* _Collected data entries_
====
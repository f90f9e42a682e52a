//! Translation of one filter entry plus its raw value into a query predicate.
//!
//! Direct columns become plain comparisons; `relation.column` targets become
//! EXISTS-style subqueries correlated back to the parent table, so a matching
//! related row is required without joining or loading the relation.

use sea_orm::{
    DatabaseBackend, Value,
    sea_query::{Alias, Expr, ExprTrait, Func, Query, SimpleExpr},
};
use std::fmt;

use super::coerce::{CoerceError, TypedValue, coerce};
use super::config::{
    FilterConfig, FilterEntry, FilterOperator, RelationKind, RelationSpec, ValueType, split_dotted,
};
use crate::models::FilterValue;

/// A per-request filter failure. Invalid values are recoverable (the engine
/// skips the filter); unknown relations are prevented up front by
/// [`FilterConfig::validate`].
#[derive(Debug, Clone, PartialEq, Eq)]
pub enum FilterError {
    Value(CoerceError),
    UnknownRelation(String),
}

impl fmt::Display for FilterError {
    fn fmt(&self, f: &mut fmt::Formatter<'_>) -> fmt::Result {
        match self {
            Self::Value(err) => write!(f, "{err}"),
            Self::UnknownRelation(name) => write!(f, "relation '{name}' is not declared"),
        }
    }
}

impl std::error::Error for FilterError {}

impl From<CoerceError> for FilterError {
    fn from(err: CoerceError) -> Self {
        Self::Value(err)
    }
}

/// Column reference, optionally qualified by its table to avoid ambiguity
/// inside relation subqueries.
#[derive(Debug, Clone, Copy)]
pub(crate) enum ColRef<'a> {
    Plain(&'a str),
    Qualified(&'a str, &'a str),
}

impl ColRef<'_> {
    fn expr(self) -> Expr {
        match self {
            Self::Plain(column) => Expr::col(Alias::new(column)),
            Self::Qualified(table, column) => Expr::col((Alias::new(table), Alias::new(column))),
        }
    }
}

/// Resolved predicate target: a parent column, or a column on a declared
/// single-hop relation.
#[derive(Debug, Clone, Copy)]
pub(crate) enum Target {
    Direct {
        column: &'static str,
    },
    Related {
        relation: &'static RelationSpec,
        column: &'static str,
    },
}

/// Resolve an entry's target field and relation. An explicit `relation`
/// overrides the dot-derived one.
pub(crate) fn resolve_target(
    config: &FilterConfig,
    entry: &FilterEntry,
) -> Result<Target, FilterError> {
    let field = entry.target_field();
    if let Some((head, column)) = split_dotted(field) {
        let name = entry.relation.unwrap_or(head);
        let relation = config
            .relation(name)
            .ok_or_else(|| FilterError::UnknownRelation(name.to_string()))?;
        Ok(Target::Related { relation, column })
    } else if let Some(name) = entry.relation {
        let relation = config
            .relation(name)
            .ok_or_else(|| FilterError::UnknownRelation(name.to_string()))?;
        Ok(Target::Related {
            relation,
            column: field,
        })
    } else {
        Ok(Target::Direct { column: field })
    }
}

/// Build the predicate for one `(entry, value)` pair.
///
/// Array values, and the `in`/`not_in` operators, coerce every element and
/// produce a membership predicate; scalar values dispatch on the operator.
/// Relation targets are wrapped in an EXISTS subquery.
///
/// # Errors
///
/// Returns a [`FilterError`] when a value fails coercion or the entry names
/// an undeclared relation.
pub fn field_condition(
    config: &FilterConfig,
    entry: &FilterEntry,
    value: &FilterValue,
    backend: DatabaseBackend,
) -> Result<SimpleExpr, FilterError> {
    match resolve_target(config, entry)? {
        Target::Direct { column } => comparison(ColRef::Plain(column), entry, value, backend),
        Target::Related { relation, column } => {
            let inner = comparison(
                ColRef::Qualified(relation.table, column),
                entry,
                value,
                backend,
            )?;
            Ok(exists_related(config.table, relation, inner))
        }
    }
}

#[derive(Debug, Clone, Copy)]
enum CmpOp {
    Eq,
    Gte,
    Lte,
}

macro_rules! compare {
    ($expr:expr, $op:expr, $value:expr) => {
        match $op {
            CmpOp::Eq => $expr.eq($value),
            CmpOp::Gte => $expr.gte($value),
            CmpOp::Lte => $expr.lte($value),
        }
    };
}

fn binary_expr<E: ExprTrait>(expr: E, op: CmpOp, value: TypedValue) -> SimpleExpr {
    match value {
        TypedValue::Str(v) => compare!(expr, op, v),
        TypedValue::Int(v) => compare!(expr, op, v),
        TypedValue::Float(v) => compare!(expr, op, v),
        TypedValue::Bool(v) => compare!(expr, op, v),
        TypedValue::Date(v) => compare!(expr, op, v),
    }
}

fn comparison(
    col: ColRef,
    entry: &FilterEntry,
    value: &FilterValue,
    backend: DatabaseBackend,
) -> Result<SimpleExpr, FilterError> {
    let raws: &[String] = match value {
        FilterValue::Many(raws) => raws,
        FilterValue::Single(raw) => std::slice::from_ref(raw),
    };

    if matches!(value, FilterValue::Many(_))
        || matches!(entry.operator, FilterOperator::In | FilterOperator::NotIn)
    {
        return membership(col, entry, raws);
    }

    let raw = &raws[0];
    match entry.operator {
        FilterOperator::Like => Ok(like_condition(col, raw.trim())),
        FilterOperator::Gte | FilterOperator::Lte => {
            let typed = coerce(raw, entry.value_type)?;
            let op = if matches!(entry.operator, FilterOperator::Gte) {
                CmpOp::Gte
            } else {
                CmpOp::Lte
            };
            // Date bounds ignore the time component of the stored column.
            if entry.value_type == ValueType::Date {
                Ok(binary_expr(date_only(col, backend), op, typed))
            } else {
                Ok(binary_expr(col.expr(), op, typed))
            }
        }
        FilterOperator::Eq | FilterOperator::In | FilterOperator::NotIn => {
            let typed = coerce(raw, entry.value_type)?;
            Ok(binary_expr(col.expr(), CmpOp::Eq, typed))
        }
    }
}

/// Membership predicate; a scalar value becomes a one-element set.
fn membership(col: ColRef, entry: &FilterEntry, raws: &[String]) -> Result<SimpleExpr, FilterError> {
    let mut values = Vec::with_capacity(raws.len());
    for raw in raws {
        values.push(Value::from(coerce(raw, entry.value_type)?));
    }
    Ok(match entry.operator {
        FilterOperator::NotIn => col.expr().is_not_in(values),
        _ => col.expr().is_in(values),
    })
}

/// Date-only view of a datetime column, per backend.
fn date_only(col: ColRef, backend: DatabaseBackend) -> SimpleExpr {
    match backend {
        DatabaseBackend::Sqlite => {
            SimpleExpr::FunctionCall(Func::cust(Alias::new("date")).arg(col.expr()))
        }
        _ => col.expr().cast_as(Alias::new("DATE")),
    }
}

/// Case-insensitive substring match with LIKE wildcards escaped.
pub(crate) fn like_condition(col: ColRef, term: &str) -> SimpleExpr {
    let pattern = format!("%{}%", escape_like_wildcards(term).to_uppercase());
    Func::upper(col.expr()).like(pattern)
}

/// Escape LIKE wildcards to prevent wildcard injection.
/// Escapes: % (match any) and _ (match single char)
pub(crate) fn escape_like_wildcards(input: &str) -> String {
    input
        .replace('\\', "\\\\")
        .replace('%', "\\%")
        .replace('_', "\\_")
}

/// EXISTS subquery requiring at least one related row to satisfy `inner`,
/// correlated back to the parent table per the relation kind.
pub(crate) fn exists_related(
    parent_table: &str,
    relation: &RelationSpec,
    inner: SimpleExpr,
) -> SimpleExpr {
    let mut sub = Query::select();
    sub.expr(Expr::val(1));
    match relation.kind {
        RelationKind::BelongsTo { local_key } => {
            sub.from(Alias::new(relation.table)).and_where(
                Expr::col((Alias::new(relation.table), Alias::new("id")))
                    .equals((Alias::new(parent_table), Alias::new(local_key))),
            );
        }
        RelationKind::HasMany { foreign_key } => {
            sub.from(Alias::new(relation.table)).and_where(
                Expr::col((Alias::new(relation.table), Alias::new(foreign_key)))
                    .equals((Alias::new(parent_table), Alias::new("id"))),
            );
        }
        RelationKind::ManyToMany {
            pivot_table,
            pivot_local_key,
            pivot_related_key,
        } => {
            sub.from(Alias::new(pivot_table))
                .inner_join(
                    Alias::new(relation.table),
                    Expr::col((Alias::new(relation.table), Alias::new("id")))
                        .equals((Alias::new(pivot_table), Alias::new(pivot_related_key))),
                )
                .and_where(
                    Expr::col((Alias::new(pivot_table), Alias::new(pivot_local_key)))
                        .equals((Alias::new(parent_table), Alias::new("id"))),
                );
        }
    }
    sub.and_where(inner);
    Expr::exists(sub)
}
====
* _Task to carry out_
Would you please copy exactly the part of the entries above that begins at the line containing "Ok(exists_related(config.table, relation, inner))" and ends at the line containing "if entry.value_type == ValueType::Date", both lines included?

* _Written answer_
            Ok(exists_related(config.table, relation, inner))
        }
    }
}

#[derive(Debug, Clone, Copy)]
enum CmpOp {
    Eq,
    Gte,
    Lte,
}

macro_rules! compare {
    ($expr:expr, $op:expr, $value:expr) => {
        match $op {
            CmpOp::Eq => $expr.eq($value),
            CmpOp::Gte => $expr.gte($value),
            CmpOp::Lte => $expr.lte($value),
        }
    };
}

fn binary_expr<E: ExprTrait>(expr: E, op: CmpOp, value: TypedValue) -> SimpleExpr {
    match value {
        TypedValue::Str(v) => compare!(expr, op, v),
        TypedValue::Int(v) => compare!(expr, op, v),
        TypedValue::Float(v) => compare!(expr, op, v),
        TypedValue::Bool(v) => compare!(expr, op, v),
        TypedValue::Date(v) => compare!(expr, op, v),
    }
}

fn comparison(
    col: ColRef,
    entry: &FilterEntry,
    value: &FilterValue,
    backend: DatabaseBackend,
) -> Result<SimpleExpr, FilterError> {
    let raws: &[String] = match value {
        FilterValue::Many(raws) => raws,
        FilterValue::Single(raw) => std::slice::from_ref(raw),
    };

    if matches!(value, FilterValue::Many(_))
        || matches!(entry.operator, FilterOperator::In | FilterOperator::NotIn)
    {
        return membership(col, entry, raws);
    }

    let raw = &raws[0];
    match entry.operator {
        FilterOperator::Like => Ok(like_condition(col, raw.trim())),
        FilterOperator::Gte | FilterOperator::Lte => {
            let typed = coerce(raw, entry.value_type)?;
            let op = if matches!(entry.operator, FilterOperator::Gte) {
                CmpOp::Gte
            } else {
                CmpOp::Lte
            };
            // Date bounds ignore the time component of the stored column.
            if entry.value_type == ValueType::Date {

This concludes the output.